Hip Synovectomy Helps Young Rheumatoid Arthritis Patients
Mobility often increases and pain decreases after surgery
TUESDAY, Sept. 11 (HealthDay News) -- Open hip-joint synovectomy is safe for juvenile rheumatoid arthritis patients and often benefits hip mobility up to five years after surgery, according to a report in the September issue of the Journal of Bone & Joint Surgery.
Hans-Dieter Carl, M.D., of Friedrich Alexander University of Erlangen-Nuremberg in Germany, and colleagues assessed hip function after 67 open hip-joint synovectomies in 56 juvenile rheumatoid arthritis patients, including 55 hips with stage III changes or more.

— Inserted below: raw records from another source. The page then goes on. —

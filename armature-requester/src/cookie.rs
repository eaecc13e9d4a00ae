//! Cookies attached to outgoing requests.

use std::fmt;

/// A name/value cookie sent in the `Cookie` header.
#[derive(Debug, Clone, PartialEq, Eq)]
pub struct Cookie {
    name: String,
    value: String,
}

impl Cookie {
    /// Create a cookie.
    pub fn new(name: impl Into<String>, value: impl Into<String>) -> Self {
        Self {
            name: name.into(),
            value: value.into(),
        }
    }

    /// Cookie name.
    pub fn name(&self) -> &str {
        &self.name
    }

    /// Cookie value.
    pub fn value(&self) -> &str {
        &self.value
    }

    /// Parse the leading `name=value` pair of a `Set-Cookie` header.
    pub(crate) fn parse_set_cookie(header: &str) -> Option<Self> {
        let pair = header.split(';').next()?.trim();
        let (name, value) = pair.split_once('=')?;
        let name = name.trim();
        if name.is_empty() {
            return None;
        }
        Some(Self::new(name, value.trim().trim_matches('"')))
    }

    /// Join cookies into a single `Cookie` header value.
    pub(crate) fn header_value<'a>(cookies: impl IntoIterator<Item = &'a Cookie>) -> Option<String> {
        let joined = cookies
            .into_iter()
            .map(ToString::to_string)
            .collect::<Vec<_>>()
            .join("; ");
        (!joined.is_empty()).then_some(joined)
    }
}

impl fmt::Display for Cookie {
    fn fmt(&self, f: &mut fmt::Formatter<'_>) -> fmt::Result {
        write!(f, "{}={}", self.name, self.value)
    }
}
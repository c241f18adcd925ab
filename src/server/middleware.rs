// HTTP middleware

use crate::metrics;
use axum::{
    extract::{MatchedPath, Request},
    middleware::Next,
    response::Response,
};
use std::time::Instant;
use tower_http::request_id::{MakeRequestUuid, PropagateRequestIdLayer, SetRequestIdLayer};

/// Create request ID layers for the application
pub fn request_id_layers() -> (SetRequestIdLayer<MakeRequestUuid>, PropagateRequestIdLayer) {
    (
        SetRequestIdLayer::x_request_id(MakeRequestUuid),
        PropagateRequestIdLayer::x_request_id(),
    )
}

/// Record request count and latency per route.
///
/// Requests served by the fallback share one label so arbitrary asset
/// paths do not each become a series.
pub async fn track_metrics(request: Request, next: Next) -> Response {
    let start = Instant::now();
    let method = request.method().to_string();
    let endpoint = request
        .extensions()
        .get::<MatchedPath>()
        .map(|path| path.as_str().to_string())
        .unwrap_or_else(|| "fallback".to_string());

    let response = next.run(request).await;

    metrics::record_request(
        &method,
        &endpoint,
        response.status().as_u16(),
        start.elapsed().as_secs_f64(),
    );
    response
}
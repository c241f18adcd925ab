// Script errors raised while compiling or running candidate code

use super::value::Value;
use thiserror::Error;

/// Everything that can go wrong inside the sandboxed interpreter.
///
/// The first four variants mirror the error classes a script can observe
/// (`e.name` inside a `catch`); `Thrown` carries an arbitrary value raised
/// by a `throw` statement.
#[derive(Error, Debug, Clone)]
pub enum ScriptError {
    #[error("SyntaxError: {message} ({line}:{column})")]
    Syntax {
        message: String,
        line: usize,
        column: usize,
    },

    #[error("ReferenceError: {0}")]
    Reference(String),

    #[error("TypeError: {0}")]
    Type(String),

    #[error("RangeError: {0}")]
    Range(String),

    #[error("Uncaught {}", .0.display_string())]
    Thrown(Value),
}

impl ScriptError {
    pub fn syntax(message: impl Into<String>, line: usize, column: usize) -> Self {
        ScriptError::Syntax {
            message: message.into(),
            line,
            column,
        }
    }

    pub fn reference(message: impl Into<String>) -> Self {
        ScriptError::Reference(message.into())
    }

    pub fn type_error(message: impl Into<String>) -> Self {
        ScriptError::Type(message.into())
    }

    pub fn range(message: impl Into<String>) -> Self {
        ScriptError::Range(message.into())
    }

    /// The value a `catch (e)` clause binds for this error.
    pub fn into_value(self) -> Value {
        let (name, message) = match self {
            ScriptError::Thrown(value) => return value,
            ScriptError::Syntax { message, .. } => ("SyntaxError", message),
            ScriptError::Reference(message) => ("ReferenceError", message),
            ScriptError::Type(message) => ("TypeError", message),
            ScriptError::Range(message) => ("RangeError", message),
        };
        Value::object_from([
            ("name", Value::from(name)),
            ("message", Value::from(message.as_str())),
        ])
    }
}

/// Failure to turn source text into a callable entry point.
#[derive(Error, Debug, Clone)]
pub enum CompileError {
    /// The source did not lex or parse.
    #[error("{0}")]
    Syntax(ScriptError),

    /// Top-level statements threw while the script was being instantiated.
    #[error("instantiation failed: {0}")]
    Instantiation(ScriptError),

    /// The entry name is not bound in the script's global scope.
    #[error("{0} is not defined")]
    MissingEntry(String),

    /// The entry name is bound but not to a function.
    #[error("{0} is not a function")]
    NotCallable(String),
}
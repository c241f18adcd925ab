//! Built-in globals and the methods available on each value kind.
//!
//! Method lookup is table driven: the interpreter asks for `array_method`,
//! `string_method`, etc. by name and binds the result to the receiver.

use super::error::ScriptError;
use super::interpreter::{to_int32, Interpreter, Scope};
use super::json;
use super::value::{
    as_index, chars_of, check_array_length, check_string_length, number_to_string, NativeFn,
    PropertyMap, Value, MAX_ARRAY_LENGTH, MAX_NESTING_DEPTH,
};
use std::cell::RefCell;
use std::cmp::Ordering;
use std::rc::Rc;
use tracing::debug;

type NativeResult = Result<Value, ScriptError>;
type Method = (&'static str, NativeFn);

fn arg(args: &[Value], index: usize) -> Value {
    args.get(index).cloned().unwrap_or(Value::Undefined)
}

/// ToIntegerOrInfinity.
fn to_integer(value: &Value) -> f64 {
    let n = value.to_number();
    if n.is_nan() {
        0.0
    } else {
        n.trunc()
    }
}

/// Resolve a possibly negative, possibly missing position against `len`.
fn relative_index(value: &Value, len: usize, default: usize) -> usize {
    if matches!(value, Value::Undefined) {
        return default;
    }
    let n = to_integer(value);
    if n < 0.0 {
        (len as f64 + n).max(0.0) as usize
    } else {
        n.min(len as f64) as usize
    }
}

pub fn install_globals(scope: &Scope) {
    let define = |name: &str, value: Value| Interpreter::define_global(scope, name, value, false);

    define("undefined", Value::Undefined);
    define("NaN", Value::Number(f64::NAN));
    define("Infinity", Value::Number(f64::INFINITY));

    define("Math", math_object());
    define(
        "JSON",
        Value::object_from([
            ("stringify", Value::native("stringify", json_stringify)),
            ("parse", Value::native("parse", json_parse)),
        ]),
    );
    define(
        "console",
        Value::object_from([
            ("log", Value::native("log", console_log)),
            ("info", Value::native("info", console_log)),
            ("warn", Value::native("warn", console_log)),
            ("error", Value::native("error", console_log)),
            ("debug", Value::native("debug", console_log)),
        ]),
    );

    define("Number", Value::native("Number", number_ctor));
    define("String", Value::native("String", string_ctor));
    define("Boolean", Value::native("Boolean", boolean_ctor));
    define("Array", Value::native("Array", array_ctor));
    define("Object", Value::native("Object", object_ctor));

    define("Error", Value::native("Error", error_ctor));
    define("TypeError", Value::native("TypeError", type_error_ctor));
    define("RangeError", Value::native("RangeError", range_error_ctor));
    define("ReferenceError", Value::native("ReferenceError", reference_error_ctor));
    define("SyntaxError", Value::native("SyntaxError", syntax_error_ctor));

    define("parseInt", Value::native("parseInt", parse_int));
    define("parseFloat", Value::native("parseFloat", parse_float));
    define("isNaN", Value::native("isNaN", global_is_nan));
    define("isFinite", Value::native("isFinite", global_is_finite));
}
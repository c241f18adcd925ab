// Runs a submission's test cases and counts the matches

use super::compiler::{SandboxCompiler, ScriptCompiler};
use super::equality::values_equal;
use super::models::{GradingRequest, GradingResult, TestCase};
use crate::config::EqualityMode;
use crate::metrics;
use crate::script::Value;
use std::time::Instant;
use tracing::debug;

/// Compiles a submission once and runs every case against it.
///
/// Grading never fails: a compile error scores `0/total` and a case that
/// throws is a non-match. Values are `Rc`-based, so an evaluator and
/// everything it produces stay on the calling thread.
pub struct Evaluator<C = SandboxCompiler> {
    compiler: C,
    equality: EqualityMode,
}

impl Evaluator<SandboxCompiler> {
    pub fn new(equality: EqualityMode) -> Self {
        Self::with_compiler(SandboxCompiler, equality)
    }
}

impl<C: ScriptCompiler> Evaluator<C> {
    pub fn with_compiler(compiler: C, equality: EqualityMode) -> Self {
        Self { compiler, equality }
    }

    pub fn grade(&self, request: &GradingRequest) -> GradingResult {
        let start = Instant::now();
        let total = request.total();

        let Some(source) = request.source() else {
            debug!("Submission for '{}' has no source text", request.function_name);
            metrics::record_grading(false, 0, total, start.elapsed().as_secs_f64());
            return GradingResult::failed(total);
        };
        let mut callable = match self.compiler.compile(source, &request.function_name) {
            Ok(callable) => callable,
            Err(e) => {
                debug!("Submission for '{}' did not compile: {}", request.function_name, e);
                metrics::record_grading(false, 0, total, start.elapsed().as_secs_f64());
                return GradingResult::failed(total);
            }
        };

        let cases: &[TestCase] = request.tests.as_deref().unwrap_or_default();
        let mut passed = 0;
        for (index, case) in cases.iter().enumerate() {
            let Some(args) = &case.args else {
                debug!("Case {} of '{}' has no argument list", index, request.function_name);
                continue;
            };
            // Fresh argument values per case so one call cannot mutate the next's input.
            let args = args.iter().map(Value::from).collect();
            let expected = case.expected.as_ref().map_or(Value::Undefined, Value::from);

            match callable.call(args) {
                Ok(actual) if values_equal(&actual, &expected, self.equality) => passed += 1,
                Ok(actual) => debug!(
                    "Case {} of '{}' returned {} (mismatch)",
                    index,
                    request.function_name,
                    actual.display_string()
                ),
                Err(e) => debug!("Case {} of '{}' threw: {}", index, request.function_name, e),
            }
        }

        let elapsed = start.elapsed().as_secs_f64();
        debug!(
            "Graded '{}': {}/{} in {:.3}s",
            request.function_name, passed, total, elapsed
        );
        metrics::record_grading(true, passed, total, elapsed);

        GradingResult { passed, total }
    }
}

Sixty-five hips could be followed-up, and in those patients the mean hip score rose from 9.5 initially to 16.3 after a mean 50-month follow-up. Pain decreased and walking aptitude and movement increased. Mobility improved in 85 percent of hips. Surgical complications included two superficial wound hematomas, but further treatment was not needed. No osteonecrosis of the femur head was found. During follow-up, five hips needed total hip arthroplasty and 94 percent of hips survived a mean of four years after synovectomy.
"Open hip synovectomy in patients with juvenile rheumatoid arthritis is a safe procedure that can improve hip-joint function for up to five years," the authors write.